Kids who spend more than two hours a day on screens got lower scores in thinking and language tests
The US government has launched a study of adolescent brain development and the way it is impacted by excessive use of mobile phones, tablets and TV. It is being done by the National Institutes of Health,
Researchers and scientists are trying to understand how all that screen time impacts the physical structure of your child’s brain, as well as her emotional development and mental health.
Scientists have begun interviewing nine and ten year old children at 21 sites across the country, and they have begun scanning their brains.
Exposure to phone and TV screens has been changing the structure of the young brain — and maybe not for the better
They will follow more than 11,000 kids for a decade, and spend $300 million doing it. Dr. Gayathri Dowling of the National Institutes of Health is one of the scientists associated with the project.
The first bits of data suggest that the exposure to tech screens has been changing the structure of the young brain — and maybe not for the better.
The first wave of data from brain scans of 4,500 participants is in and it has Dr.
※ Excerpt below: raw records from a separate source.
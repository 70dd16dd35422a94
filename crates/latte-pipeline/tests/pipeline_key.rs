mod common;

use std::collections::HashSet;

use common::{pixel_shader, vertex_shader, Draw};
use latte_pipeline::hasher::{mesh_pipeline_key, render_pipeline_key};
use latte_pipeline::regs::addr;
use latte_pipeline::variant::{ShaderVariantCompiler, StageRole};
use latte_pipeline::{FramebufferState, HostIndexType, HostPixelFormat, PipelineKey};

fn key(draw: &Draw, vs_hash: u64, ps_hash: (u64, u64)) -> PipelineKey {
    render_pipeline_key(
        &draw.fetch,
        Some(&vertex_shader(vs_hash)),
        Some(&pixel_shader(ps_hash.0, ps_hash.1)),
        &draw.fb,
        &draw.regs,
    )
}

#[test]
fn keys_are_deterministic() {
    let a = Draw::new();
    let b = Draw::new();
    assert_eq!(key(&a, 1, (2, 3)), key(&a, 1, (2, 3)));
    assert_eq!(key(&a, 1, (2, 3)), key(&b, 1, (2, 3)));
}

#[test]
fn single_field_perturbations_never_collide() {
    let mut keys = Vec::new();
    let base = Draw::new();
    keys.push(("base", key(&base, 1, (2, 3))));

    keys.push(("vs hash", key(&base, 9, (2, 3))));
    keys.push(("ps base hash", key(&base, 1, (9, 3))));
    keys.push(("ps aux hash", key(&base, 1, (2, 9))));

    let mut blend_enabled = Draw::new();
    blend_enabled.regs.set(addr::CB_COLOR_CONTROL, 0xFF << 8);
    keys.push(("blend enable", key(&blend_enabled, 1, (2, 3))));
    for target in 0..8 {
        let mut draw = Draw::new();
        draw.regs.set(addr::CB_COLOR_CONTROL, 0xFF << 8);
        draw.regs.set(addr::CB_BLEND0_CONTROL + target, 0x0001_0504);
        keys.push(("blend control", key(&draw, 1, (2, 3))));
    }

    for format in [
        HostPixelFormat::Rgba8UnormSrgb,
        HostPixelFormat::Rgba8Uint,
        HostPixelFormat::Rgba16Float,
        HostPixelFormat::R32Float,
    ] {
        let mut draw = Draw::new();
        draw.fb = FramebufferState::new().with_color(0, format);
        keys.push(("attachment format", key(&draw, 1, (2, 3))));
    }

    let mut depth = Draw::new();
    depth.fb = depth.fb.with_depth(HostPixelFormat::Depth32Float);
    keys.push(("depth format", key(&depth, 1, (2, 3))));

    let mut stride = Draw::new();
    stride.regs.set_vertex_buffer_stride(0, 36);
    keys.push(("stride", key(&stride, 1, (2, 3))));

    let mut polygon = Draw::new();
    polygon.regs.set(addr::PA_SU_SC_MODE_CNTL, 0b10);
    keys.push(("polygon control", key(&polygon, 1, (2, 3))));

    let mut kill = Draw::new();
    kill.regs.set(addr::PA_CL_CLIP_CNTL, 1 << 22);
    keys.push(("rasterization kill", key(&kill, 1, (2, 3))));

    let mut streamout = Draw::new();
    streamout.regs.set(addr::VGT_STRMOUT_EN, 1);
    keys.push(("stream-out", key(&streamout, 1, (2, 3))));

    let mut write_mask = Draw::new();
    write_mask.regs.set(addr::CB_TARGET_MASK, 0x7);
    keys.push(("write mask", key(&write_mask, 1, (2, 3))));

    let mut seen = HashSet::new();
    for (what, k) in &keys {
        assert!(seen.insert(*k), "{what} collided with an earlier key ({k})");
    }
}

#[test]
fn disabled_blend_targets_do_not_contribute() {
    let base = Draw::new();
    let mut draw = Draw::new();
    draw.regs.set(addr::CB_BLEND0_CONTROL + 3, 0x0001_0504);
    assert_eq!(key(&base, 1, (2, 3)), key(&draw, 1, (2, 3)));
}

#[test]
fn mesh_keys_fold_in_topology_and_index_type() {
    let draw = Draw::new();
    let base = key(&draw, 1, (2, 3));

    let none = mesh_pipeline_key(base, &draw.regs, HostIndexType::None);
    let u16 = mesh_pipeline_key(base, &draw.regs, HostIndexType::U16);
    assert_ne!(none, base);
    assert_ne!(none, u16);

    let mut strips = Draw::new();
    strips.regs.set(addr::VGT_PRIMITIVE_TYPE, 0x06);
    assert_ne!(
        none,
        mesh_pipeline_key(base, &strips.regs, HostIndexType::None)
    );
    assert_eq!(none, mesh_pipeline_key(base, &draw.regs, HostIndexType::None));
}

#[test]
fn attachment_classification_changes_key_and_fragment_type() {
    let mut int_draw = Draw::new();
    int_draw.fb = FramebufferState::new().with_color(0, HostPixelFormat::Rgba8Sint);
    let mut float_draw = Draw::new();
    float_draw.fb = FramebufferState::new().with_color(0, HostPixelFormat::Rgba8Unorm);

    assert_ne!(key(&int_draw, 1, (2, 3)), key(&float_draw, 1, (2, 3)));

    let ps = pixel_shader(2, 3);
    let int_variant = ShaderVariantCompiler::assemble(&ps, StageRole::Fragment, &int_draw.ctx());
    let float_variant =
        ShaderVariantCompiler::assemble(&ps, StageRole::Fragment, &float_draw.ctx());
    assert!(int_variant.source.contains("alias ColorTarget0Type = vec4<i32>;"));
    assert!(float_variant.source.contains("alias ColorTarget0Type = vec4<f32>;"));
}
Dowling of the NIH and other scientists intrigued.
The MRI’s found significant differences in the brains of some kids who use smartphones, tablets, and video games more than seven hours a day.
“What we can say is that this is what the brains look like of kids who spend a lot of time on screens. And it’s not just one pattern,” said Dr, Gaya Dowling.
The interviews and data from the NIH study have already revealed something else: kids who spend more than two hours a day on screens got lower scores on thinking and language tests. A major data release is scheduled for early 2019.